Exercise objective
Go through the entries below and print, exactly, the lines starting at the one with "return Err(PriceError::Negative(amount));" and ending at the one with "type Output = Self;", keeping both ends and no others.

══ Entries shown

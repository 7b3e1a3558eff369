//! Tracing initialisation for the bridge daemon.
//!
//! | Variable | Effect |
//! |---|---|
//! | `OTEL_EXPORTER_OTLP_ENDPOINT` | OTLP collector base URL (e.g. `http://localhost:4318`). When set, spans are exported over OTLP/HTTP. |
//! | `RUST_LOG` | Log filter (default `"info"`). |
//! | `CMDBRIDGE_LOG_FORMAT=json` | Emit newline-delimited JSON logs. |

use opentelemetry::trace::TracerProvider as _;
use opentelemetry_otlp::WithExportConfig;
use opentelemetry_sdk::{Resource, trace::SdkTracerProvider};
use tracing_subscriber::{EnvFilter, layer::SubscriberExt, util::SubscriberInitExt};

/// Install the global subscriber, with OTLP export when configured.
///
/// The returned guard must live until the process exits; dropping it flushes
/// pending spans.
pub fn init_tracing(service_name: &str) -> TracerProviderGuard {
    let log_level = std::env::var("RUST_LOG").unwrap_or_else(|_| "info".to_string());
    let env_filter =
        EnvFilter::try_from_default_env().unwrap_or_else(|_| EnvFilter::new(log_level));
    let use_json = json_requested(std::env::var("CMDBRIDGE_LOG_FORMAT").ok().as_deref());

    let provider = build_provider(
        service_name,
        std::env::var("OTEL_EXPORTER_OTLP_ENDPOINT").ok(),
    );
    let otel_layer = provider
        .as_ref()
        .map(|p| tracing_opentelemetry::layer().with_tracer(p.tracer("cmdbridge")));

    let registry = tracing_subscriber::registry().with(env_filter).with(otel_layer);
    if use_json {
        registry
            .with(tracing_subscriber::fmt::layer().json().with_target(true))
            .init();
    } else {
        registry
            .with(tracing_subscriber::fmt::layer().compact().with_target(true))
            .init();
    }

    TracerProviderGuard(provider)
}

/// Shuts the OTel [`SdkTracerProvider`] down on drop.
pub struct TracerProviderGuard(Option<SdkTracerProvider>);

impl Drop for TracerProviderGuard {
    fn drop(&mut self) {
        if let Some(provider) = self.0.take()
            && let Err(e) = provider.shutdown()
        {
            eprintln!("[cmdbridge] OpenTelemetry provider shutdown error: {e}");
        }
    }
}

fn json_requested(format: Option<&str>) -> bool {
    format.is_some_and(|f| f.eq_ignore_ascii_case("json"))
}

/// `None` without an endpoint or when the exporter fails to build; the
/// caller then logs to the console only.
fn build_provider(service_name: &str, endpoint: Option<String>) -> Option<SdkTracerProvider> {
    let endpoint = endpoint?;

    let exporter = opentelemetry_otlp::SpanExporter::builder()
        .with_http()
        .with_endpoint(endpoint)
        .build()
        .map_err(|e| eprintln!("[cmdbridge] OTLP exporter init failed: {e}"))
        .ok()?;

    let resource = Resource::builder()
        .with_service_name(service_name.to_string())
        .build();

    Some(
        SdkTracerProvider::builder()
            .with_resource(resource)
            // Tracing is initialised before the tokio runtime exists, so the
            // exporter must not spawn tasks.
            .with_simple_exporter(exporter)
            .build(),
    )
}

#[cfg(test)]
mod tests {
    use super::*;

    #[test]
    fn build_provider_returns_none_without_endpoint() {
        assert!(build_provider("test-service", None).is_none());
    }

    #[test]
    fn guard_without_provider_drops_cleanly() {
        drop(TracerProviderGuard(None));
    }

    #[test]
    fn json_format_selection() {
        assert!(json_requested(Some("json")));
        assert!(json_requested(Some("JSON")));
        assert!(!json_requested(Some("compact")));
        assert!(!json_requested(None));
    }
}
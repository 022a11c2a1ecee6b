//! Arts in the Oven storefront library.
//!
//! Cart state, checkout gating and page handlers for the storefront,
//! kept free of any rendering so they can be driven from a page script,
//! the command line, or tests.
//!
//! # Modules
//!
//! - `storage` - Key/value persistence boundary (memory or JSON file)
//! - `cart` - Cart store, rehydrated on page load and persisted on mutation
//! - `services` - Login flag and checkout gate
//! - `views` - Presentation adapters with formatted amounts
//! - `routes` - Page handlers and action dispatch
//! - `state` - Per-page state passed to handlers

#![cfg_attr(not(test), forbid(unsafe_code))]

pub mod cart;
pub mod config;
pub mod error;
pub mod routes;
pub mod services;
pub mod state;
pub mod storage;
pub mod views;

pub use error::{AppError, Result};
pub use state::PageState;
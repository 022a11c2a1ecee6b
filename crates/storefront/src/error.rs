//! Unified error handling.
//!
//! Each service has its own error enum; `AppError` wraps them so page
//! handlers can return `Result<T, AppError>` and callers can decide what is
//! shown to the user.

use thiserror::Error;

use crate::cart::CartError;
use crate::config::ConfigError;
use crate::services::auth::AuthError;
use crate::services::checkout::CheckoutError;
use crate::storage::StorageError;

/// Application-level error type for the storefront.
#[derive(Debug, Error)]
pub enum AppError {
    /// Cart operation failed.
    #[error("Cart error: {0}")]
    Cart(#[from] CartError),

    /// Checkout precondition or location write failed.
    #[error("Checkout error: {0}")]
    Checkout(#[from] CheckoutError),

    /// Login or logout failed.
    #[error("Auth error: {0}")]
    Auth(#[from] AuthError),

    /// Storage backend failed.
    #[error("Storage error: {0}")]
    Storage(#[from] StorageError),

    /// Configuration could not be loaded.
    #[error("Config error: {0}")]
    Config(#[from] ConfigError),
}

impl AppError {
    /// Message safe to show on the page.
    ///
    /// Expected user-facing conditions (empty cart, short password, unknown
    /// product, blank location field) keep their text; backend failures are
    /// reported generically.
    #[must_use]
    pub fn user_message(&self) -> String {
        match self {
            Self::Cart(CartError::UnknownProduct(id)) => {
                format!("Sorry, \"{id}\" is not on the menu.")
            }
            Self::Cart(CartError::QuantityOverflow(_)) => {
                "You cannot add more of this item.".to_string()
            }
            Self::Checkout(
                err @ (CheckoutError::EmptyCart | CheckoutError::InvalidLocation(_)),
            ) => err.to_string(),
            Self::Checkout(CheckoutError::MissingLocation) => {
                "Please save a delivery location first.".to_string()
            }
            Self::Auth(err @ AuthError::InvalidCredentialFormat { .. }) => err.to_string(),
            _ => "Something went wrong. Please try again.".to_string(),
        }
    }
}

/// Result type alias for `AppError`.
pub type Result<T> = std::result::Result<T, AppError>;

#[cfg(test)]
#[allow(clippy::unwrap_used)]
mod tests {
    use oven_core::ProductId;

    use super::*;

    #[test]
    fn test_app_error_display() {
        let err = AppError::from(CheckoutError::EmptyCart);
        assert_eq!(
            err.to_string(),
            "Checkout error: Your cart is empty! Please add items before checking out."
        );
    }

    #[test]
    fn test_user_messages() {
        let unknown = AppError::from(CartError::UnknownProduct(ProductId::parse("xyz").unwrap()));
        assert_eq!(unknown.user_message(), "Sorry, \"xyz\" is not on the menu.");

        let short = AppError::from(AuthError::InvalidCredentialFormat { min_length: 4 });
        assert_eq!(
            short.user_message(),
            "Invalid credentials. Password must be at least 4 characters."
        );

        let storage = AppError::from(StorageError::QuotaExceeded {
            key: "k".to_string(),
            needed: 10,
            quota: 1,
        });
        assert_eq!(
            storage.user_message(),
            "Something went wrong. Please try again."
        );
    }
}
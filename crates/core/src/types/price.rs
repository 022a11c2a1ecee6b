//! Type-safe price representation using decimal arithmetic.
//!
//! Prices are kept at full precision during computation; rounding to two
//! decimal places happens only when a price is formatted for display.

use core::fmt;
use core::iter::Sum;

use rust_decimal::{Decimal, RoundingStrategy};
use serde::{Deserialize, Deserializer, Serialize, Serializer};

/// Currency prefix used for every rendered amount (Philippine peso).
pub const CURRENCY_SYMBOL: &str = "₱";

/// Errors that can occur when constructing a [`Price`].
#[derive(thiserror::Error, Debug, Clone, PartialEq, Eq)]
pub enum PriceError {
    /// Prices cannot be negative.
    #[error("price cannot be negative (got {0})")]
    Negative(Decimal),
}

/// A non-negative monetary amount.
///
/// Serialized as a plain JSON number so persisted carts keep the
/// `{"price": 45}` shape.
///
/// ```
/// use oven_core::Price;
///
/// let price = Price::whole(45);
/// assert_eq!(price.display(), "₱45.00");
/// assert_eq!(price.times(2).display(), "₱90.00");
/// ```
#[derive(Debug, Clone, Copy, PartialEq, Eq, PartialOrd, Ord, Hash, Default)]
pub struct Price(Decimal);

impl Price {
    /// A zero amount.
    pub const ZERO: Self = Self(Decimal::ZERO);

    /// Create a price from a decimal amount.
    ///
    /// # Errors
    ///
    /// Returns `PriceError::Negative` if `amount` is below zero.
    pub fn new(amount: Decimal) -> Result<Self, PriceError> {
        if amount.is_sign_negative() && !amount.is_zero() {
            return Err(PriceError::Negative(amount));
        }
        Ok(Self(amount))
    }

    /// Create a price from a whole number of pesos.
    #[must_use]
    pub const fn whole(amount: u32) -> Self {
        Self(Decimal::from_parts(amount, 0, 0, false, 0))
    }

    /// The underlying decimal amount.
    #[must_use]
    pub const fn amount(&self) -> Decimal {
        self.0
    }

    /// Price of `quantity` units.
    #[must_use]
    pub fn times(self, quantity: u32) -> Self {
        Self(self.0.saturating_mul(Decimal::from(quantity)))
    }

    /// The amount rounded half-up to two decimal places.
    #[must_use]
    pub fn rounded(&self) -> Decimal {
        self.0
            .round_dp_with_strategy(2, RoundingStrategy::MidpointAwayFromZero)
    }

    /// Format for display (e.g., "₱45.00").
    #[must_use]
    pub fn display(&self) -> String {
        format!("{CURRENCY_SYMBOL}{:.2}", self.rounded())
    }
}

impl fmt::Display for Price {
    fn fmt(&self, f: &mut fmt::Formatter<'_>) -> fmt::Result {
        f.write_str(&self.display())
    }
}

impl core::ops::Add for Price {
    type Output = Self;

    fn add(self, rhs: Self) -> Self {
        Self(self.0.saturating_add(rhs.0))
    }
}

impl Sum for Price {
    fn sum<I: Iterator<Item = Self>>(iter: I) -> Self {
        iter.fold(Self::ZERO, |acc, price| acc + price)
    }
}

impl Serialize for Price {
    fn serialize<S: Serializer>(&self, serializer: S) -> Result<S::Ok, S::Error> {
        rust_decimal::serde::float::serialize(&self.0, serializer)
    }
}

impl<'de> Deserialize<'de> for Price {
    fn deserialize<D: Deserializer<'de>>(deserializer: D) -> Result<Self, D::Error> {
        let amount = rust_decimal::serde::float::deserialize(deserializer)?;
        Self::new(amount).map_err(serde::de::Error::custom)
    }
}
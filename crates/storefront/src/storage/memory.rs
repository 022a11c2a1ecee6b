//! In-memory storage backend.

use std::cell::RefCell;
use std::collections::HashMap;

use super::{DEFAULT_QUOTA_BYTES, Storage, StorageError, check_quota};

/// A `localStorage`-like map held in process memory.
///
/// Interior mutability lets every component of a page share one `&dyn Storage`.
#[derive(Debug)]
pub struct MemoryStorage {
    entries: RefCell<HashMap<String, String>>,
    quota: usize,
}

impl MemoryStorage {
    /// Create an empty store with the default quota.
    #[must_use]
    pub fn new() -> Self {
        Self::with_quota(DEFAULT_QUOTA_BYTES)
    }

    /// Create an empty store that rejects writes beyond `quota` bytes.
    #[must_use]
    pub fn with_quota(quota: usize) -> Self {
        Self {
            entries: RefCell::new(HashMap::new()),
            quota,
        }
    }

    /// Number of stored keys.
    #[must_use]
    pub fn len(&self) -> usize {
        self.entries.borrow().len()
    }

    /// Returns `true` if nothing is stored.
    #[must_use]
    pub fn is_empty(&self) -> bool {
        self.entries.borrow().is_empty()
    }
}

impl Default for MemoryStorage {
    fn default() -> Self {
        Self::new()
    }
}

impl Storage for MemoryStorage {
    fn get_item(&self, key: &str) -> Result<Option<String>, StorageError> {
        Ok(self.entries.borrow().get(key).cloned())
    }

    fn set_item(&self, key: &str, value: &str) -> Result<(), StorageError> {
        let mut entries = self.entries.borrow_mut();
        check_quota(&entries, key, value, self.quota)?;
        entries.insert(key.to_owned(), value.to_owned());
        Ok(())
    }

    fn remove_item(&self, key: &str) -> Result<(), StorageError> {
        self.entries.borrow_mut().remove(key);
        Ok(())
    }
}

════

Exercise answer
            return Err(PriceError::Negative(amount));
        }
        Ok(Self(amount))
    }

    /// Create a price from a whole number of pesos.
    #[must_use]
    pub const fn whole(amount: u32) -> Self {
        Self(Decimal::from_parts(amount, 0, 0, false, 0))
    }

    /// The underlying decimal amount.
    #[must_use]
    pub const fn amount(&self) -> Decimal {
        self.0
    }

    /// Price of `quantity` units.
    #[must_use]
    pub fn times(self, quantity: u32) -> Self {
        Self(self.0.saturating_mul(Decimal::from(quantity)))
    }

    /// The amount rounded half-up to two decimal places.
    #[must_use]
    pub fn rounded(&self) -> Decimal {
        self.0
            .round_dp_with_strategy(2, RoundingStrategy::MidpointAwayFromZero)
    }

    /// Format for display (e.g., "₱45.00").
    #[must_use]
    pub fn display(&self) -> String {
        format!("{CURRENCY_SYMBOL}{:.2}", self.rounded())
    }
}

impl fmt::Display for Price {
    fn fmt(&self, f: &mut fmt::Formatter<'_>) -> fmt::Result {
        f.write_str(&self.display())
    }
}

impl core::ops::Add for Price {
    type Output = Self;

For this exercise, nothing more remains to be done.